Now, please explain to me Mr. Engineer, how the heck is intel gonna keep ramping up clock speed after hitting 7nm??? 7nm is schedule to hit the market by 2020. Tell me how is intel gonna just up the clock speed when zen+ hit the shelve?

Intel has ramped up clockspeeds with every successive generation. AMD can barely hit 4 GHz with Ryzen. I hit 5 Ghz on my 8700k with about 5 minutes of work.

Furthermore, do you think this 7nm "wall" issue is unique to Intel? I already explained this in my previous posts. And regardless of this, Intel doesn't have to clock to the moon - they only need to have more headroom than AMD, and they have a TON more now.

Also, you are right intel has more than 4 core CPU’s on their road maps for years. Just be prepare to shell out $1700 for those extream editions or $1000 for a 6 cores.

Cannonlake 8 core was to be a mainstream CPU and in our hands about now. It was only cancelled due to 10 nm difficulties. For all the bluster of AMD fans about pricing, you'll notice the 8700k is selling like hotcakes ABOVE its original MSRP, as was the 8600k for quite some time. Tell me again about AMD's price pressure? I just checked the prices of the 7820k and 7900k on Amazon and they're still around their original retail prices.
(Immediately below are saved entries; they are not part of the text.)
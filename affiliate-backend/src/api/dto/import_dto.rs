// affiliate-backend/src/api/dto/import_dto.rs

use rust_decimal::Decimal;
use serde::{Deserialize, Serialize};
use serde_json::Value;

/// リコンシリエーションのリクエストボディ
///
/// 各要素は型付けされた `MlinkCampaignItem` として解釈するが、
/// 生のJSONスナップショットも provenance として保存するため
/// Value のまま受ける
#[derive(Debug, Deserialize)]
pub struct ImportRequest {
    #[serde(default)]
    pub data: Vec<Value>,
}

#[derive(Debug, Clone, Deserialize)]
pub struct MlinkProductItem {
    pub name: Option<String>,
    pub image: Option<String>,
}

/// 外部フィードのキャンペーンレコード
#[derive(Debug, Clone, Deserialize)]
pub struct MlinkCampaignItem {
    /// 外部側では数値のことも文字列のこともある
    pub id: Option<Value>,
    pub name: Option<String>,
    pub brief: Option<String>,
    #[serde(rename = "brandCampaignCommissionRate")]
    pub brand_campaign_commission_rate: Option<Decimal>,
    #[serde(rename = "influencerCommissionRate")]
    pub influencer_commission_rate: Option<Decimal>,
    #[serde(rename = "otherCostsRate")]
    pub other_costs_rate: Option<Decimal>,
    /// `DD.MM.YYYY`。パース不能は欠損として扱う
    #[serde(rename = "endDate")]
    pub end_date: Option<String>,
    #[serde(rename = "brandingImage")]
    pub branding_image: Option<String>,
    #[serde(default)]
    pub products: Vec<MlinkProductItem>,
}

impl MlinkCampaignItem {
    /// マージキーとなる外部ID。欠損・空文字はNone
    pub fn external_id(&self) -> Option<String> {
        match self.id.as_ref()? {
            Value::String(s) if !s.is_empty() => Some(s.clone()),
            Value::Number(n) => Some(n.to_string()),
            _ => None,
        }
    }
}

/// インポートのクエリパラメータ（adminのみ指定可）
#[derive(Debug, Clone, Default, Deserialize)]
pub struct ImportQuery {
    pub company_id: Option<i32>,
}

#[derive(Debug, Serialize, Deserialize)]
pub struct ImportResultData {
    pub count: usize,
}

#[cfg(test)]
mod tests {
    use super::*;

    #[test]
    fn test_external_id_accepts_string_and_number() {
        let item: MlinkCampaignItem =
            serde_json::from_value(serde_json::json!({"id": "ext-1"})).unwrap();
        assert_eq!(item.external_id().as_deref(), Some("ext-1"));

        let item: MlinkCampaignItem =
            serde_json::from_value(serde_json::json!({"id": 42})).unwrap();
        assert_eq!(item.external_id().as_deref(), Some("42"));
    }

    #[test]
    fn test_external_id_missing_or_empty() {
        let item: MlinkCampaignItem = serde_json::from_value(serde_json::json!({})).unwrap();
        assert!(item.external_id().is_none());

        let item: MlinkCampaignItem =
            serde_json::from_value(serde_json::json!({"id": ""})).unwrap();
        assert!(item.external_id().is_none());

        let item: MlinkCampaignItem =
            serde_json::from_value(serde_json::json!({"id": null})).unwrap();
        assert!(item.external_id().is_none());
    }

    #[test]
    fn test_campaign_item_field_names() {
        let item: MlinkCampaignItem = serde_json::from_value(serde_json::json!({
            "id": "ext-1",
            "name": "Summer",
            "brandCampaignCommissionRate": "10.00",
            "influencerCommissionRate": "5.00",
            "endDate": "31.12.2025",
            "products": [{"name": "Shirt", "image": "a.png"}]
        }))
        .unwrap();

        assert_eq!(item.name.as_deref(), Some("Summer"));
        assert_eq!(
            item.brand_campaign_commission_rate,
            Some(Decimal::new(1000, 2))
        );
        assert_eq!(item.end_date.as_deref(), Some("31.12.2025"));
        assert_eq!(item.products.len(), 1);
        assert_eq!(item.products[0].name.as_deref(), Some("Shirt"));
    }
}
Again, where is AMD's price pressure?
 

IndyColtsFan

Lifer
Sep 22, 2007
33,656
687
126
quote : Are you an engineer by chance? Because I am and I can tell you that Intel is innovating, just in different areas such as performance per watt. Intel knows the PC market is dying and is focusing on power consumption for mobile use.

yea sure you are.. and i am and engineer too ... just like all the other people on these forms, and any other forums that say the same things... bottom line.. saying you are something... is meaningless because, IT CANT BE PROVEN, because i dont know you in person... so no. i DONT believe you are engineer..

There is no reason to be rude. I don't care if you believe I'm an engineer or not. The fact is, I'm an EE and graduated from a top 10 program. Look at my post count - I've been around here forever and people here know I'm an engineer too. You'll find that it isn't exactly odd for engineers to post on AT - there are many of us here.

quote : I’m not saying competition doesn’t help. I’m saying that there is no evidence that Intel released higher core count CPUs because of Ryzen. The only conclusion one can make is that Intel moved up Coffee Lake’s release by a couple of months. Intel has had 6+ cores on their roadmap for years but AMd fans want to ignore that fact.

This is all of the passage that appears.